I train the dataset PRW ,and test the trained model ,but it takes error .when i test the pretrained model you provided,it tests successfully.Maybe you can help me ? (open-mmlab) goo@goo-Z390-GAMING-X:~/yx/AlignPS$ sh run_test_prw.sh loading annotations into memory... Done (t=0.07s) creating index... index created! /home/goo/anaconda3/envs/open-mmlab/lib/python3.7/site-packages/mmcv/cnn/bricks/conv_module.py:100: UserWarning: ConvModule has norm and bias at the same time warnings.warn('ConvModule has norm and bias at the same time') [ ] 0/6112, elapsed: 0s, ETA:/home/goo/anaconda3/envs/open-mmlab/lib/python3.7/site-packages/torch/nn/functional.py:2952: UserWarning: nn.functional.upsample is deprecated. Use nn.functional.interpolate instead. warnings.warn("nn.functional.upsample is deprecated. Use nn.functional.interpolate instead.") /home/goo/anaconda3/envs/open-mmlab/lib/python3.7/site-packages/torch/nn/functional.py:3063: UserWarning: Default upsampling behavior when mode=bilinear is changed to align_corners=False since 0.4.0. Please specify align_corners=True if the old behavior is desired. See the documentation of nn.Upsample for details. "See the documentation of nn.Upsample for details.".format(mode)) /home/goo/yx/AlignPS/mmdet/core/post_processing/bbox_nms_reid.py:55: UserWarning: This overload of nonzero is deprecated: nonzero() Consider using one of the following signatures instead: nonzero(*, bool as_tuple) (Triggered internally at /opt/conda/conda-bld/pytorch_1603729006826/work/torch/csrc/utils/python_arg_parser.cpp:882.) labels = valid_mask.nonzero()[:, 1] [>>>>>>>>>>>>>>>>>>>>>>>>>>>] 6112/6112, 15.0 task/s, elapsed: 406s, ETA: 0s writing results to work_dirs/prw_base_focal_labelnorm_sub_ldcn_fg15_wd1-3/results_1000.pkl

Traceback (most recent call last): File "./tools/test_results_prw.py", line 313, in main(det_thresh=0.15, input_path=sys.argv[1]) File "./tools/test_results_prw.py", line 144, in main feat = normalize(det[0][:, 5:], axis=1) File "/home/goo/anaconda3/envs/open-mmlab/lib/python3.7/site-packages/sklearn/utils/validation.py", line 63, in inner_f return f(*args, *kwargs) File "/home/goo/anaconda3/envs/open-mmlab/lib/python3.7/site-packages/sklearn/preprocessing/_data.py", line 1905, in normalize estimator='the normalize function', dtype=FLOAT_DTYPES) File "/home/goo/anaconda3/envs/open-mmlab/lib/python3.7/site-packages/sklearn/utils/validation.py", line 63, in inner_f return f(args, **kwargs) File "/home/goo/anaconda3/envs/open-mmlab/lib/python3.7/site-packages/sklearn/utils/validation.py", line 672, in check_array context)) ValueError: Found array with 0 sample(s) (shape=(0, 256)) while a minimum of 1 is required by the normalize function.
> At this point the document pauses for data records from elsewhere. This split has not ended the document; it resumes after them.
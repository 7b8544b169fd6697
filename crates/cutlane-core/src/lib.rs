pub mod audio;
pub mod config;
pub mod diagnostics;
pub mod editing;
pub mod engine;
pub mod export;
pub mod fixtures;
pub mod history;
pub mod keyframes;
pub mod media;
pub mod model;
pub mod parity;
pub mod render;
pub mod resolve;
pub mod time;

pub use audio::{DecodedAudio, Mixdown, decode_audio_file, mix_project, write_wav};
pub use config::CutlaneConfig;
pub use diagnostics::{TelemetryGuard, init_tracing};
pub use editing::{
    ClipDrag, DropOutcome, DropRequest, DropZone, PointerEvent, SnapSettings, TrimEdge,
    TrimRequest,
};
pub use engine::{ClipPatch, Engine, EngineError, KeyframePatch, PlaceClipRequest, TrackPatch};
pub use export::{
    CancelToken, ExportCollaborators, ExportError, ExportObserver, ExportOutput, ExportReport,
    ExportSettings, ExportState, export_project, export_to_file,
};
pub use history::History;
pub use media::{
    ComponentRenderer, FrameSource, MediaLibrary, Muxer, Raster, RenderError, RendererRegistry,
    VideoEncoder,
};
pub use model::{
    AnimatableProp, Clip, Easing, Keyframe, Mask, MaskShape, MediaKind, MediaSource, Project,
    PropDefinition, PropKind, PropValue, Track, Transform,
};
pub use parity::{ParityReport, generate_parity_report};
pub use render::{FramePlan, LayerPlan, compose_frame, plan_frame};
pub use resolve::{ClipGeometry, ResolvedTransform, resolve_mask, resolve_transform};
use cutlane_core::{
    ClipPatch, DecodedAudio, Engine, MediaKind, MediaSource, PlaceClipRequest, PropValue,
    TrackPatch,
    audio::{chunks, collect_placements},
    decode_audio_file,
    fixtures::sine_tone,
    media::memory::{MemoryLibrary, TITLE_CARD_ID, TitleCardRenderer},
    mix_project, write_wav,
};
use uuid::Uuid;

const RATE: u32 = 100;

/// Mono ramp where frame `i` holds `i / 1000`.
fn ramp(frames: usize) -> DecodedAudio {
    DecodedAudio {
        sample_rate: RATE,
        channels: 1,
        samples: (0..frames).map(|frame| frame as f32 / 1000.0).collect(),
    }
}

fn place(engine: &mut Engine, media_id: Uuid, track_id: Uuid, start_time: f64) -> Uuid {
    engine
        .place_clip(PlaceClipRequest {
            media_id,
            track_id,
            start_time,
        })
        .expect("placement")
        .id
}

#[test]
fn trimmed_audio_lands_at_its_timeline_offset() {
    let mut engine = Engine::default();
    let track = engine.add_track("A1");
    let media = engine.add_media_source(MediaSource::new("ramp", "ramp.wav", MediaKind::Audio, 4.0));
    let clip_id = place(&mut engine, media.id, track.id, 1.0);
    engine
        .update_clip(
            clip_id,
            ClipPatch {
                trim_start: Some(0.5),
                duration: Some(3.5),
                ..ClipPatch::default()
            },
        )
        .expect("trim");
    let mut library = MemoryLibrary::new();
    library.insert_audio(media.id, ramp(400));

    let mixdown = mix_project(engine.project(), &library, RATE, 1);
    let samples = &mixdown.audio.samples;
    assert_eq!(mixdown.placements, 1);
    assert_eq!(samples.len(), 450);
    assert!(samples[99].abs() < 1e-6);
    assert!((samples[100] - 0.05).abs() < 1e-6);
    assert!((samples[200] - 0.15).abs() < 1e-6);
    assert!((samples[449] - 0.399).abs() < 1e-6);
}

#[test]
fn muted_tracks_stay_out_of_the_mix() {
    let mut engine = Engine::default();
    let loud = engine.add_track("loud");
    let quiet = engine.add_track("quiet");
    let media = engine.add_media_source(MediaSource::new("ramp", "ramp.wav", MediaKind::Audio, 2.0));
    place(&mut engine, media.id, loud.id, 0.0);
    place(&mut engine, media.id, quiet.id, 0.0);
    let mut library = MemoryLibrary::new();
    library.insert_audio(media.id, ramp(200));

    let doubled = mix_project(engine.project(), &library, RATE, 1);
    assert!((doubled.audio.samples[50] - 0.1).abs() < 1e-6);

    engine
        .update_track(
            quiet.id,
            TrackPatch {
                muted: Some(true),
                ..TrackPatch::default()
            },
        )
        .expect("mute");
    let single = mix_project(engine.project(), &library, RATE, 1);
    assert_eq!(single.placements, 1);
    assert!((single.audio.samples[50] - 0.05).abs() < 1e-6);
}

#[test]
fn the_mix_is_clamped_and_resampled() {
    let mut engine = Engine::default();
    let media = engine.add_media_source(MediaSource::new("loud", "loud.wav", MediaKind::Audio, 1.0));
    for name in ["one", "two", "three"] {
        let track = engine.add_track(name);
        place(&mut engine, media.id, track.id, 0.0);
    }
    let mut library = MemoryLibrary::new();
    library.insert_audio(
        media.id,
        DecodedAudio {
            sample_rate: RATE * 2,
            channels: 2,
            samples: vec![0.5; 400],
        },
    );

    let mixdown = mix_project(engine.project(), &library, RATE, 2);
    assert_eq!(mixdown.audio.frame_count(), 100);
    assert!(
        mixdown
            .audio
            .samples
            .iter()
            .all(|sample| (sample - 1.0).abs() < f32::EPSILON)
    );
}

#[test]
fn component_media_references_contribute_audio() {
    let mut engine = Engine::default();
    let track = engine.add_track("Titles");
    let music = engine.add_media_source(MediaSource::new("music", "music.wav", MediaKind::Audio, 10.0));
    let card = engine.add_media_source(MediaSource::component(
        "card",
        TITLE_CARD_ID,
        TitleCardRenderer::inputs(),
    ));
    let clip_id = place(&mut engine, card.id, track.id, 2.0);
    assert!(collect_placements(engine.project()).is_empty());

    engine
        .set_clip_prop(clip_id, "background", PropValue::Media(Some(music.id)))
        .expect("reference music");
    let placements = collect_placements(engine.project());
    assert_eq!(placements.len(), 1);
    assert_eq!(placements[0].clip_id, clip_id);
    assert_eq!(placements[0].media_id, music.id);
    assert!((placements[0].timeline_start - 2.0).abs() < f64::EPSILON);

    let mut library = MemoryLibrary::new();
    library.insert_audio(music.id, ramp(1_000));
    let mixdown = mix_project(engine.project(), &library, RATE, 1);
    assert!(mixdown.audio.samples[199].abs() < 1e-6);
    assert!((mixdown.audio.samples[210] - 0.01).abs() < 1e-6);
}

#[test]
fn chunks_carry_sample_accurate_timestamps() {
    let audio = sine_tone(440.0, 1.0, 8_000);
    let stamps: Vec<f64> = chunks(&audio, 1_024).map(|(time, _)| time).collect();
    assert_eq!(stamps.len(), 8);
    assert!((stamps[1] - 0.128).abs() < 1e-12);
    let total: usize = chunks(&audio, 1_024).map(|(_, samples)| samples.len()).sum();
    assert_eq!(total, audio.samples.len());
}

#[test]
fn wav_mixdown_reads_back_through_the_decoder() {
    let dir = tempfile::tempdir().expect("tempdir");
    let path = dir.path().join("mix").join("tone.wav");
    let tone = sine_tone(220.0, 0.25, 8_000);

    write_wav(&tone, &path).expect("write wav");
    let decoded = decode_audio_file(&path).expect("decode wav");

    assert_eq!(decoded.sample_rate, 8_000);
    assert_eq!(decoded.channels, 2);
    assert_eq!(decoded.frame_count(), tone.frame_count());
    let step = 1.0 / f32::from(i16::MAX);
    for (decoded, original) in decoded.samples.iter().zip(&tone.samples) {
        assert!((decoded - original).abs() <= step * 1.5);
    }
}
daodaofr commented 3 years ago

It seems some of your detection results are empty. Could you please check the detection results in results_1000.pkl?

I also add a judgment here: https://github.com/daodaofr/AlignPS/blob/c20cf329b2934a8693e2064435d3e3f65c496095/tools/test_results_prw.py#L144

You may try it.

jiabeiwangTJU commented 3 years ago

I also got the similar problem, and mmcv=1.1.5, pytorch=1.7.0 are correct, but I don't know why.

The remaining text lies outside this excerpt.